Now in his 20th season with the club, Arsenal manager Arsene Wenger has taken heat for failing to guide the team to success, or at least not in the form of trophies.
Arsenal supporters have arranged a protest for Saturday’s match against Norwich City, and that hasn’t been too pleasing for the team’s coach.
Are the fans right though? Should they be protesting the club’s lack of success?
The Gunners, who currently sit third in the Barclays Premier League as the season winds down, have been eliminated from the title race, something that has eluded the club since the 2003-04 campaign.
The only title that Arsenal has won since that season is the FA Cup, which they captured in back-to-back seasons (2013-14 and 2014-15).
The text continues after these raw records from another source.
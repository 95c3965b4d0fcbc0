use std::future::Future;
use std::io;
use std::process::Stdio;
use std::time::Duration;
use tokio::process::Command;

use super::render_command;
use crate::error::CommandError;

pub const DEFAULT_TIMEOUT: Duration = Duration::from_secs(10);

/// Captured result of one external command. Output is trimmed.
#[derive(Debug, Clone, PartialEq, Eq)]
pub struct CommandOutput {
    pub status: i32,
    pub stdout: String,
    pub stderr: String,
}

impl CommandOutput {
    pub fn success(&self) -> bool {
        self.status == 0
    }
}

pub trait CommandRunner: Send + Sync {
    /// Runs `program` and captures its output. A non-zero exit status is
    /// reported in the output, not as an error.
    fn output(
        &self,
        program: &str,
        args: &[&str],
    ) -> impl Future<Output = Result<CommandOutput, CommandError>> + Send;

    /// Runs `program` and returns its stdout, failing on a non-zero exit status.
    fn run(
        &self,
        program: &str,
        args: &[&str],
    ) -> impl Future<Output = Result<String, CommandError>> + Send {
        async move {
            let output = self.output(program, args).await?;
            if output.success() {
                Ok(output.stdout)
            } else {
                Err(CommandError::Failed {
                    command: render_command(program, args),
                    status: output.status,
                    stderr: output.stderr,
                })
            }
        }
    }
}

/// Runs real processes through tokio, killing any that outlive the timeout.
#[derive(Debug, Clone)]
pub struct SystemRunner {
    timeout: Duration,
}

impl Default for SystemRunner {
    fn default() -> Self {
        Self::new()
    }
}

impl SystemRunner {
    pub fn new() -> Self {
        Self {
            timeout: DEFAULT_TIMEOUT,
        }
    }

    pub fn with_timeout(timeout: Duration) -> Self {
        Self { timeout }
    }
}

impl CommandRunner for SystemRunner {
    async fn output(&self, program: &str, args: &[&str]) -> Result<CommandOutput, CommandError> {
        let command = render_command(program, args);
        tracing::trace!("exec: {}", command);

        let child = Command::new(program)
            .args(args)
            .stdin(Stdio::null())
            .kill_on_drop(true)
            .output();

        let output = match tokio::time::timeout(self.timeout, child).await {
            Err(_) => {
                return Err(CommandError::Timeout {
                    command,
                    timeout: self.timeout,
                })
            }
            Ok(Err(e)) if e.kind() == io::ErrorKind::NotFound => {
                return Err(CommandError::NotFound {
                    program: program.to_string(),
                })
            }
            Ok(Err(source)) => return Err(CommandError::Io { command, source }),
            Ok(Ok(output)) => output,
        };

        Ok(CommandOutput {
            // Killed by a signal: no exit code.
            status: output.status.code().unwrap_or(-1),
            stdout: String::from_utf8_lossy(&output.stdout).trim().to_string(),
            stderr: String::from_utf8_lossy(&output.stderr).trim().to_string(),
        })
    }
}

#[cfg(test)]
mod tests {
    use super::*;

    #[tokio::test]
    async fn missing_program_is_not_found() {
        let runner = SystemRunner::new();
        let err = runner
            .output("/nonexistent/wifi-toggle-test-binary", &[])
            .await
            .unwrap_err();
        assert!(matches!(err, CommandError::NotFound { .. }));
    }

    #[tokio::test]
    async fn run_reports_non_zero_exit() {
        let runner = SystemRunner::new();
        let err = runner.run("sh", &["-c", "echo nope >&2; exit 3"]).await.unwrap_err();
        match err {
            CommandError::Failed { status, stderr, .. } => {
                assert_eq!(status, 3);
                assert_eq!(stderr, "nope");
            }
            other => panic!("unexpected error: {other}"),
        }
    }

    #[tokio::test]
    async fn slow_command_times_out() {
        let runner = SystemRunner::with_timeout(Duration::from_millis(50));
        let err = runner.output("sleep", &["5"]).await.unwrap_err();
        assert!(matches!(err, CommandError::Timeout { .. }));
    }

    #[tokio::test]
    async fn output_is_trimmed() {
        let runner = SystemRunner::new();
        let out = runner.run("echo", &["  hello  "]).await.unwrap();
        assert_eq!(out, "hello");
    }
}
In all, Wenger has captured nine trophies while with Arsenal, but only the FA Cup crowns have come in the past decade. Consistent top four finishes have aided the Frenchman’s chances of staying with the team, but now scrutiny is really taking shape amongst the Gunners supporters.
Wenger recently tried defending his lack of titles by citing the club’s financial struggles that resulted from Arsenal’s move to the Emirates Stadium in 2006.
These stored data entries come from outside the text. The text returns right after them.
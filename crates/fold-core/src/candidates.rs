//! Fold candidates from structural query matches.

use crate::config::FoldConfig;
use crate::error::{FoldError, FoldResult};
use crate::query::{NodeSpan, QueryMatch, StructuralQuery};
use crate::range::{FoldKind, FoldRange, RenderMetadata};

/// Turns structural query matches into raw fold candidates.
#[derive(Debug, Clone)]
pub struct RangeCandidateSource {
    query_name: String,
    capture_name: String,
    default_priority: i32,
}

impl RangeCandidateSource {
    /// Create a source using the query/capture names from `config`.
    pub fn new(config: &FoldConfig) -> Self {
        Self {
            query_name: config.query_name.clone(),
            capture_name: config.capture_name.clone(),
            default_priority: config.default_priority,
        }
    }

    /// Returns the root layer's language if it has no fold query, or `""` if there are no layers.
    pub fn unsupported_language(&self, engine: &dyn StructuralQuery) -> Option<String> {
        match engine.layers().into_iter().next() {
            Some(root) if engine.has_query(&root.language, &self.query_name) => None,
            Some(root) => Some(root.language),
            None => Some(String::new()),
        }
    }

    /// Collect candidates from every language layer of `engine`.
    ///
    /// Injected layers whose language has no fold query contribute nothing. Fails with
    /// [`FoldError::Fallback`] if the root layer has no fold query (or there are no layers), and
    /// with [`FoldError::MalformedRange`] if the engine reports a backward span.
    pub fn candidates(&self, engine: &dyn StructuralQuery) -> FoldResult<Vec<FoldRange>> {
        let layers = engine.layers();
        match layers.first() {
            None => {
                return Err(FoldError::Fallback {
                    language: String::new(),
                });
            }
            Some(root) if !engine.has_query(&root.language, &self.query_name) => {
                return Err(FoldError::Fallback {
                    language: root.language.clone(),
                });
            }
            Some(_) => {}
        }

        let mut out = Vec::new();
        for layer in &layers {
            if !engine.has_query(&layer.language, &self.query_name) {
                tracing::trace!(language = %layer.language, "no fold query for injected layer");
                continue;
            }

            let matches = engine.run_query(layer, &self.query_name, layer.query_rows());
            for m in &matches {
                self.collect_match(m, &mut out)?;
            }
        }

        tracing::trace!(layers = layers.len(), candidates = out.len(), "collected fold candidates");
        Ok(out)
    }

    fn collect_match(&self, m: &QueryMatch, out: &mut Vec<FoldRange>) -> FoldResult<()> {
        let priority = m
            .property("priority")
            .and_then(|p| p.trim().parse::<i32>().ok())
            .unwrap_or(self.default_priority);
        let kind = m
            .property("kind")
            .map(FoldKind::from_name)
            .unwrap_or_default();
        let render = RenderMetadata {
            start_text: m.property("startText").map(str::to_string),
            start_highlight: m.property("startHighlight").map(str::to_string),
            end_text: m.property("endText").map(str::to_string),
            end_highlight: m.property("endHighlight").map(str::to_string),
        };

        let build = |span: &NodeSpan| -> FoldResult<FoldRange> {
            Ok(FoldRange::new(span.start, span.end)?
                .with_kind(kind)
                .with_priority(priority)
                .with_render(render.clone()))
        };

        for capture in &m.captures {
            if capture.name == self.capture_name {
                out.push(build(&capture.span)?);
            }
        }
        if let Some(span) = m.range.as_ref() {
            out.push(build(span)?);
        }
        Ok(())
    }
}

/// Trim column-0 ends and drop single-line candidates.
pub fn normalize_candidates(candidates: Vec<FoldRange>) -> Vec<FoldRange> {
    candidates.into_iter().filter_map(FoldRange::trimmed).collect()
}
“You have to remember that when we built the stadium we had 5-7 difficult financial years when we had to pay back,” Wenger said earlier at a news conference. “And I think the club is now out of that period and is in a much stronger position. It is today in a position where we can compete again financially with our main opponents. But during that time it was very difficult.”
While his position in regards to the club’s finances may have played a bit of a factor, Arsenal still spends money like the rest of England’s top clubs.
Current players in the squad such as Alexis Sanchez and Mesut Ozil didn’t come cheap, and while injuries have hampered the team’s success, Wenger is truly running out of excuses with the squad that lies in front of him.
Additionally, the team’s failure to find success in the most important competition of them all, the UEFA Champions League, has fans extremely antsy, and rightfully so.
Under Wenger, the Gunners have made it to the Champions League just twice and in neither case was Arsenal able to hoist the trophy. The Champions League is undoubtedly one of the most difficult competitions to find success in, but the club has exited the tournament in the Round of 16 during five straight seasons.
Wenger will likely be retained next season, but the leash for the 66-year old is wearing thin. With Antonio Conte and Pep Guardiola entering new positions at Chelsea and Manchester City, respectively, it’s fair to say that Wenger’s days could be numbered if he doesn’t secure any title in 2016-17.